Arbour-Air

Long before NHL players flew exclusively on charter planes, the New York Islanders were duking it out in coach, flying commercial with the rest of us.

"It was a slugfest," said Brad Dalgarno, who played 321 games for the Islanders from 1986-96. "We were a big messy lot when we traveled."

With 23 players, plus trainers, coaching staff and management, someone inevitably had to sit in a middle seat. Seniority had its perks, as the middles were often reserved for rookies.

"I got caught one time with a middle seat and one of the rookies had the aisle seat," said Billy Smith. "I looked at him for three or four minutes Somebody behind him pushed his chair and he turns around he looks and I'm sitting in the middle. He said, 'would you like my seat?' I said, 'you bet I do.'"

While a middle seat was certainly unappealing for a legend like Smith, who is an aisle man, rookies often relished the opportunity to sit between two veterans. Before Bryan Trottier was Bryan Trottier he was a middle seater, the youngest guy on the team and last to get his boarding pass.

"It was wonderful whether you sat next to JP Parise, or Jude Drouin, or Andre St. Laurent there are lots of fun stories to share and you get to know the guys a little bit better," Trottier said. "Sitting between two guys was a lot of fun because you had two guys to talk to and two guys to listen to.

"I just enjoyed company and it was just great fun," Trottier added. "Ed Westfall did crossword puzzles and we'd do crossword puzzles together it was really kind of special."

Whether he knew it or not, Trottier had that same effect on a 19-year-old Kelly Hrudey, who joined the team for a preseason game in Chicago.

"To my left is Bryan Trottier and to my right is Mike Bossy, so they put me in a middle seat, and I'm surrounded by two incredible legends," Hrudey told the Talkin' Isles podcast. "Even at that point I knew what kind of players they were, what kind of careers they'd end up having, so it was phenomenal."

Rookies took on additional travel responsibilities, like coordinating luggage. At first Trottier took the job seriously, getting bags on and off luggage racks, tipping bell hops and sky caps to get it to the proper rooms. When Trottier wanted to stop being the luggage gopher, he started tanking to get relieved of his newfound responsibility.

"Eddie Westfall laughed about it, he goes, 'you know rookie you did a good job for about three road trips and after that you really screwed up," Trottier said. "I said, 'Thanks, I did it on purpose, so you guys would fire me."

The Islanders were short on entertainment, but long on airport time during the commercial travel days and often had to get creative to pass the time.

"We'd be at LaGuardia and we'd all just be slumped in a waiting area," Dalgarno said. "They would do the old drop a $5 bill with a piece of thread attached to it when people would get off the plane.
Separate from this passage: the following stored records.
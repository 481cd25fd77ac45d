//! Volatile storage backends
//!
//! Provides `MemoryContextStore` and `MemoryPreferencesStore`, which satisfy
//! the trait contracts without any external dependencies. They are used in
//! tests and as the fallback when the durable store is unavailable.

use std::collections::HashMap;

use async_trait::async_trait;
use chrono::{Duration, Utc};
use tokio::sync::RwLock;
use tracing::debug;

use crate::model::{DialogContext, NewMessage, UserId, UserPreferences, DEFAULT_TOKEN_LIMIT};
use crate::storage_traits::*;

// ---------------------------------------------------------------------------
// MemoryContextStore
// ---------------------------------------------------------------------------

/// In-memory context store backed by a `HashMap<UserId, DialogContext>`.
///
/// Reads share the lock; every mutation takes the write lock for its whole
/// read-modify-write, which serializes appends per store.
#[derive(Debug)]
pub struct MemoryContextStore {
    contexts: RwLock<HashMap<UserId, DialogContext>>,
    token_limit: usize,
}

impl Default for MemoryContextStore {
    fn default() -> Self {
        Self::with_token_limit(DEFAULT_TOKEN_LIMIT)
    }
}

impl MemoryContextStore {
    pub fn new() -> Self {
        Self::default()
    }

    /// Store with a custom eviction ceiling.
    pub fn with_token_limit(token_limit: usize) -> Self {
        Self {
            contexts: RwLock::new(HashMap::new()),
            token_limit,
        }
    }

}

#[async_trait]
impl ContextStorage for MemoryContextStore {
    async fn get_context(&self, user_id: UserId) -> StorageResult<Option<DialogContext>> {
        let contexts = self.contexts.read().await;
        Ok(contexts.get(&user_id).cloned())
    }

    async fn append_message(&self, user_id: UserId, message: NewMessage) -> StorageResult<()> {
        let mut contexts = self.contexts.write().await;
        let message = message.into_message();
        match contexts.get_mut(&user_id) {
            Some(ctx) => {
                let evicted = ctx.push(message, self.token_limit);
                if evicted > 0 {
                    debug!(user_id = %user_id, evicted, total_tokens = ctx.total_tokens, "evicted messages from context");
                }
            }
            None => {
                contexts.insert(user_id, DialogContext::with_message(user_id, message));
            }
        }
        Ok(())
    }

    async fn set_topic(&self, user_id: UserId, topic: &str) -> StorageResult<()> {
        let mut contexts = self.contexts.write().await;
        let ctx = contexts
            .entry(user_id)
            .or_insert_with(|| DialogContext::empty(user_id));
        ctx.set_topic(topic);
        Ok(())
    }

    async fn clear_context(&self, user_id: UserId) -> StorageResult<()> {
        let mut contexts = self.contexts.write().await;
        contexts.remove(&user_id);
        Ok(())
    }

    async fn close(&self) -> StorageResult<()> {
        Ok(())
    }
}

// ---------------------------------------------------------------------------
// MemoryPreferencesStore
// ---------------------------------------------------------------------------

/// In-memory preferences store backed by a `HashMap<UserId, UserPreferences>`.
#[derive(Debug, Default)]
pub struct MemoryPreferencesStore {
    preferences: RwLock<HashMap<UserId, UserPreferences>>,
}

impl MemoryPreferencesStore {
    pub fn new() -> Self {
        Self::default()
    }
}

#[async_trait]
impl PreferencesStorage for MemoryPreferencesStore {
    async fn get_user_preferences(
        &self,
        user_id: UserId,
    ) -> StorageResult<Option<UserPreferences>> {
        let preferences = self.preferences.read().await;
        Ok(preferences.get(&user_id).cloned())
    }

    async fn save_user_preferences(&self, prefs: UserPreferences) -> StorageResult<()> {
        let user_id = prefs.user_id;
        let mut preferences = self.preferences.write().await;
        let merged = prefs.merged_onto(preferences.get(&user_id), Utc::now());
        preferences.insert(merged.user_id, merged);
        Ok(())
    }

    async fn update_last_message_time(&self, user_id: UserId) -> StorageResult<()> {
        let now = Utc::now();
        let mut preferences = self.preferences.write().await;
        let prefs = preferences
            .entry(user_id)
            .or_insert_with(|| UserPreferences::new(user_id));
        prefs.last_message_at = Some(now);
        prefs.updated_at = now;
        Ok(())
    }

    async fn get_users_needing_analysis(&self, cutoff: Duration) -> StorageResult<Vec<UserId>> {
        let now = Utc::now();
        let preferences = self.preferences.read().await;
        let mut users: Vec<UserId> = preferences
            .values()
            .filter(|p| p.needs_analysis(now, cutoff))
            .map(|p| p.user_id)
            .collect();
        users.sort();
        Ok(users)
    }

    async fn close(&self) -> StorageResult<()> {
        Ok(())
    }
}
//! Storage trait definitions for Recall
//!
//! These traits define the two storage capability sets:
//! - `ContextStorage`: per-user dialog history with token-bounded eviction
//! - `PreferencesStorage`: per-user preference records and analysis timestamps
//!
//! All traits are async and backend-agnostic. Volatile implementations live in
//! the `memory` module; durable ones are backed by SurrealDB.

use async_trait::async_trait;
use chrono::Duration;

use crate::error::StorageError;
use crate::model::{DialogContext, NewMessage, UserId, UserPreferences};

/// Result type for storage operations
pub type StorageResult<T> = std::result::Result<T, StorageError>;

// ---------------------------------------------------------------------------
// ContextStorage: dialog history
// ---------------------------------------------------------------------------

/// Per-user dialog context store.
///
/// Guarantees:
/// - `get_context` returns `Ok(None)` for unknown users; absence is not an error.
/// - `append_message` is atomic per user: concurrent appends for one user are
///   applied one after another, in arrival order.
/// - After every append, `total_tokens <= token_limit` or exactly one message
///   remains.
/// - `clear_context` removes the record entirely and is a no-op when absent.
/// - `close` is idempotent.
#[async_trait]
pub trait ContextStorage: Send + Sync {
    /// Snapshot of the user's context, if any.
    async fn get_context(&self, user_id: UserId) -> StorageResult<Option<DialogContext>>;

    /// Stamp `message`, append it and apply the eviction policy.
    async fn append_message(&self, user_id: UserId, message: NewMessage) -> StorageResult<()>;

    /// Upsert the topic, creating an empty context when none exists.
    async fn set_topic(&self, user_id: UserId, topic: &str) -> StorageResult<()>;

    /// Remove the user's context.
    async fn clear_context(&self, user_id: UserId) -> StorageResult<()>;

    /// Release the underlying connection.
    async fn close(&self) -> StorageResult<()>;
}

// ---------------------------------------------------------------------------
// PreferencesStorage: derived user preferences
// ---------------------------------------------------------------------------

/// Per-user preferences store.
///
/// Guarantees:
/// - `save_user_preferences` preserves the stored `created_at` and never moves
///   `last_message_at` / `last_analysis_at` backwards; an unset incoming
///   `last_message_at` keeps the stored one.
/// - `update_last_message_time` upserts, creating a blank record if needed.
/// - `get_users_needing_analysis` returns each eligible user at most once per
///   call, using [`UserPreferences::needs_analysis`] semantics.
#[async_trait]
pub trait PreferencesStorage: Send + Sync {
    /// Snapshot of the user's preferences, if any.
    async fn get_user_preferences(&self, user_id: UserId)
        -> StorageResult<Option<UserPreferences>>;

    /// Create or update a preference record.
    async fn save_user_preferences(&self, prefs: UserPreferences) -> StorageResult<()>;

    /// Record that the user just sent a message.
    async fn update_last_message_time(&self, user_id: UserId) -> StorageResult<()>;

    /// Users with new messages whose last analysis is missing or older than `cutoff`.
    async fn get_users_needing_analysis(&self, cutoff: Duration) -> StorageResult<Vec<UserId>>;

    /// Release the underlying connection.
    async fn close(&self) -> StorageResult<()>;
}
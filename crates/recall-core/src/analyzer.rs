//! Preference analyzer
//!
//! Background scheduler that periodically asks the preferences store for
//! eligible users and, for each one, runs a single analysis:
//!
//! 1. load the dialog context and check there is enough user input
//! 2. build the prompt from user-authored texts only
//! 3. call the completion service under a per-call timeout
//! 4. parse the (optionally fenced) JSON answer
//! 5. merge onto the stored preferences with `last_analysis_at = now`
//!
//! A user is analysed by at most one task at a time ([`InFlightSet`]).
//! Concurrent analyses are capped by a semaphore. Failures leave the stored
//! record untouched, so the user stays eligible and is retried on a later
//! poll.

use std::sync::{Arc, Mutex};
use std::time::Duration;

use chrono::Utc;
use recall_state::{ContextStorage, PreferencesStorage, UserId, UserPreferences};
use tokio::sync::Semaphore;
use tokio::task::JoinHandle;
use tokio::time::{Instant, MissedTickBehavior};
use tokio_util::sync::CancellationToken;
use tokio_util::task::TaskTracker;
use tracing::{debug, error, info, instrument, warn};

use crate::analysis::{build_analysis_prompt, parse_analysis};
use crate::completion::CompletionService;
use crate::error::{AnalysisError, CompletionError, ConfigError};
use crate::inflight::InFlightSet;

/// Scheduler configuration
#[derive(Debug, Clone)]
pub struct AnalyzerConfig {
    /// Time between poll cycles
    pub poll_interval: Duration,
    /// Minimum age of the last analysis before a user is eligible again
    pub cutoff: chrono::Duration,
    /// Minimum total and user-authored messages before analysing
    pub min_messages: usize,
    /// Upper bound on simultaneously running analyses
    pub max_concurrent: usize,
    /// Timeout for a single completion call
    pub completion_timeout: Duration,
}

impl Default for AnalyzerConfig {
    fn default() -> Self {
        Self {
            poll_interval: Duration::from_secs(60 * 60),
            cutoff: chrono::Duration::hours(24),
            min_messages: 3,
            max_concurrent: 4,
            completion_timeout: Duration::from_secs(90),
        }
    }
}

impl AnalyzerConfig {
    pub fn validate(&self) -> Result<(), ConfigError> {
        let cutoff = self
            .cutoff
            .to_std()
            .map_err(|_| ConfigError::Invalid("analysis cutoff must be positive".into()))?;
        if self.poll_interval.is_zero() {
            return Err(ConfigError::Invalid("poll interval must be non-zero".into()));
        }
        if self.poll_interval >= cutoff {
            return Err(ConfigError::Invalid(format!(
                "poll interval ({:?}) must be shorter than the analysis cutoff ({:?})",
                self.poll_interval, cutoff
            )));
        }
        if self.max_concurrent == 0 {
            return Err(ConfigError::Invalid(
                "max concurrent analyses must be at least 1".into(),
            ));
        }
        Ok(())
    }
}

/// Result of a per-user analysis that did not fail.
#[derive(Debug, Clone, PartialEq, Eq)]
pub enum AnalysisOutcome {
    /// Preferences were written.
    Updated(Box<UserPreferences>),
    /// Too few messages; nothing was called or written.
    InsufficientData {
        messages: usize,
        user_messages: usize,
    },
    /// The user has no dialog context.
    NoContext,
}

pub struct PreferenceAnalyzer {
    inner: Arc<Inner>,
    poller: Mutex<Option<JoinHandle<()>>>,
}

struct Inner {
    contexts: Arc<dyn ContextStorage>,
    preferences: Arc<dyn PreferencesStorage>,
    completion: Arc<dyn CompletionService>,
    config: AnalyzerConfig,
    in_flight: Arc<InFlightSet>,
    permits: Arc<Semaphore>,
    shutdown: CancellationToken,
    tasks: TaskTracker,
}

impl std::fmt::Debug for PreferenceAnalyzer {
    fn fmt(&self, f: &mut std::fmt::Formatter<'_>) -> std::fmt::Result {
        f.debug_struct("PreferenceAnalyzer")
            .field("config", &self.inner.config)
            .field("in_flight", &self.inner.in_flight.len())
            .field("stopped", &self.inner.shutdown.is_cancelled())
            .finish_non_exhaustive()
    }
}

impl PreferenceAnalyzer {
    pub fn new(
        contexts: Arc<dyn ContextStorage>,
        preferences: Arc<dyn PreferencesStorage>,
        completion: Arc<dyn CompletionService>,
        config: AnalyzerConfig,
    ) -> Result<Self, ConfigError> {
        config.validate()?;
        let permits = Arc::new(Semaphore::new(config.max_concurrent));
        Ok(Self {
            inner: Arc::new(Inner {
                contexts,
                preferences,
                completion,
                config,
                in_flight: InFlightSet::new(),
                permits,
                shutdown: CancellationToken::new(),
                tasks: TaskTracker::new(),
            }),
            poller: Mutex::new(None),
        })
    }

    /// Number of users currently being analysed.
    pub fn in_flight(&self) -> usize {
        self.inner.in_flight.len()
    }

    /// Start the periodic poll loop. The first cycle runs one interval after
    /// start. Calling `start` again while running is a no-op.
    pub fn start(&self) {
        let mut poller = self.poller.lock().unwrap_or_else(|e| e.into_inner());
        if poller.is_some() || self.inner.shutdown.is_cancelled() {
            return;
        }

        let inner = Arc::clone(&self.inner);
        let period = inner.config.poll_interval;
        *poller = Some(tokio::spawn(async move {
            let mut ticker = tokio::time::interval_at(Instant::now() + period, period);
            ticker.set_missed_tick_behavior(MissedTickBehavior::Delay);
            info!(interval = ?period, "background analysis started");

            loop {
                tokio::select! {
                    _ = inner.shutdown.cancelled() => break,
                    _ = ticker.tick() => {
                        inner.poll_once().await;
                    }
                }
            }
            info!("background analysis stopped");
        }));
    }

    /// Run one poll cycle. Returns the number of analyses dispatched.
    pub async fn poll_once(&self) -> usize {
        self.inner.poll_once().await
    }

    /// Dispatch an analysis for `user_id` unless one is already in flight or
    /// the analyzer is stopped. Returns whether a task was spawned.
    pub fn trigger(&self, user_id: UserId) -> bool {
        self.inner.trigger(user_id)
    }

    /// Run the analysis for one user inline, outside the in-flight guard.
    pub async fn analyze_user(&self, user_id: UserId) -> Result<AnalysisOutcome, AnalysisError> {
        self.inner.analyze_user(user_id).await
    }

    /// Stop polling and wait for every dispatched analysis to finish.
    ///
    /// In-flight calls are not aborted; each is bounded by the completion
    /// timeout. Safe to call more than once.
    pub async fn stop(&self) {
        self.inner.shutdown.cancel();

        let poller = self
            .poller
            .lock()
            .unwrap_or_else(|e| e.into_inner())
            .take();
        if let Some(handle) = poller {
            if let Err(e) = handle.await {
                error!(error = %e, "analysis poller terminated abnormally");
            }
        }

        self.inner.tasks.close();
        self.inner.tasks.wait().await;
        debug!("all analyses drained");
    }
}

impl Inner {
    async fn poll_once(self: &Arc<Self>) -> usize {
        let users = match self
            .preferences
            .get_users_needing_analysis(self.config.cutoff)
            .await
        {
            Ok(users) => users,
            Err(e) => {
                error!(error = %e, "failed to list users needing analysis");
                return 0;
            }
        };

        if !users.is_empty() {
            info!(count = users.len(), "users needing analysis");
        }
        users.into_iter().filter(|&u| self.trigger(u)).count()
    }

    fn trigger(self: &Arc<Self>, user_id: UserId) -> bool {
        if self.shutdown.is_cancelled() {
            return false;
        }
        let Some(guard) = self.in_flight.try_acquire(user_id) else {
            debug!(user_id = %user_id, "analysis already in flight");
            return false;
        };

        let inner = Arc::clone(self);
        self.tasks.spawn(async move {
            let _guard = guard;
            // Only fails if the semaphore is closed, which never happens.
            let Ok(_permit) = inner.permits.acquire().await else {
                return;
            };

            match inner.analyze_user(user_id).await {
                Ok(AnalysisOutcome::Updated(prefs)) => info!(
                    user_id = %user_id,
                    language = %prefs.preferred_language,
                    formality = %prefs.formality,
                    "preferences analysis completed"
                ),
                Ok(AnalysisOutcome::InsufficientData {
                    messages,
                    user_messages,
                }) => debug!(
                    user_id = %user_id,
                    messages,
                    user_messages,
                    "not enough messages to analyse"
                ),
                Ok(AnalysisOutcome::NoContext) => {
                    debug!(user_id = %user_id, "no dialog context to analyse")
                }
                Err(e) => error!(user_id = %user_id, error = %e, "preferences analysis failed"),
            }
        });
        true
    }

    #[instrument(skip(self), fields(user_id = %user_id))]
    async fn analyze_user(&self, user_id: UserId) -> Result<AnalysisOutcome, AnalysisError> {
        let Some(ctx) = self.contexts.get_context(user_id).await? else {
            return Ok(AnalysisOutcome::NoContext);
        };

        let user_texts = ctx.user_texts();
        let min = self.config.min_messages;
        if ctx.messages.len() < min || user_texts.len() < min {
            return Ok(AnalysisOutcome::InsufficientData {
                messages: ctx.messages.len(),
                user_messages: user_texts.len(),
            });
        }

        info!(messages = user_texts.len(), "starting preferences analysis");
        let prompt = build_analysis_prompt(&user_texts);

        let raw = tokio::time::timeout(
            self.config.completion_timeout,
            self.completion.complete(&prompt),
        )
        .await
        .map_err(|_| CompletionError::Timeout)??;

        let analysis = parse_analysis(&raw).inspect_err(|_| {
            warn!(response_len = raw.len(), "completion returned unparseable analysis");
        })?;

        let mut prefs = self
            .preferences
            .get_user_preferences(user_id)
            .await?
            .unwrap_or_else(|| UserPreferences::new(user_id));
        prefs.apply_analysis(analysis);
        prefs.last_analysis_at = Some(Utc::now());

        self.preferences.save_user_preferences(prefs.clone()).await?;
        Ok(AnalysisOutcome::Updated(Box::new(prefs)))
    }
}

#[cfg(test)]
mod tests {
    use super::*;

    #[test]
    fn default_config_is_valid() {
        AnalyzerConfig::default().validate().unwrap();
    }

    #[test]
    fn poll_interval_must_be_shorter_than_cutoff() {
        let config = AnalyzerConfig {
            poll_interval: Duration::from_secs(48 * 3600),
            ..AnalyzerConfig::default()
        };
        assert!(matches!(config.validate(), Err(ConfigError::Invalid(_))));
    }

    #[test]
    fn zero_concurrency_is_rejected() {
        let config = AnalyzerConfig {
            max_concurrent: 0,
            ..AnalyzerConfig::default()
        };
        assert!(config.validate().is_err());
    }

    #[test]
    fn negative_cutoff_is_rejected() {
        let config = AnalyzerConfig {
            cutoff: chrono::Duration::hours(-1),
            ..AnalyzerConfig::default()
        };
        assert!(config.validate().is_err());
    }
}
By the end of it, there's like 100 people laughing at people trying to find and catch this $10 bill on the ground."

Pranks or no pranks, Smith was not a fan of how much time the Islanders spent in transit.

"I used to hate it," Smith said. "You come [to the rink] an hour before to get the bus, so there's an hour wasted. You get on the bus, it's an hour to the airport. You have to be there two hours before to get on the airplane, so you're already got four or five hours to burn before you even get on a plane.

Smith added: "Then you fly somewhere. You get in late; you eat crap. You get up the next day, you play the game and then you stay over, and it kills you. I see how lucky these guys are today with their charters. It's the best way to get the best out of your players."

NHL teams all have their own charters now, but in the beginning, there were some disparities.

"We used to always hear about how the Rangers would get to park in a private hangar and all their cars were started when they came off the plane," Dalgarno said. "We'd get off somewhere in the middle of Long Island scraping the ice off our windows with credit cards or plastic debit cards and struggling to get out of snowplowed parking lots. We always felt like we were the hard done by gang out on the Island even though we love playing together."

Gillies-Plane

Planning travel can be a thankless job.

"I can't imagine the logistics of it quite frankly, finding that many seats on planes at different times," Dalgarno said.

The logistics get even tougher in the playoffs when a next game isn't always assured, and tickets may need to be bought in haste. Take 1993 for example. After the Islanders beat the Pittsburgh Penguins in Game 6 at Nassau Coliseum, the team had to scramble to book flights back to Pittsburgh for Game 7. As a result, the team flew out of two different airports.

"We flew out of two different airports,"

. "We didn't fly charter back then. It was commercial. There was a flight that left from LaGuardia and one that left from MacArthur."

While commercial travel wasn't always easy for the frequent flying Islanders, the airport and airplane experiences offered bonding opportunities for the team and plenty of stories.

"It's fun traveling with the guys," Trottier said. "Lots of stories, snowstorms and sitting around airports and, you know, just a whole bunch of things."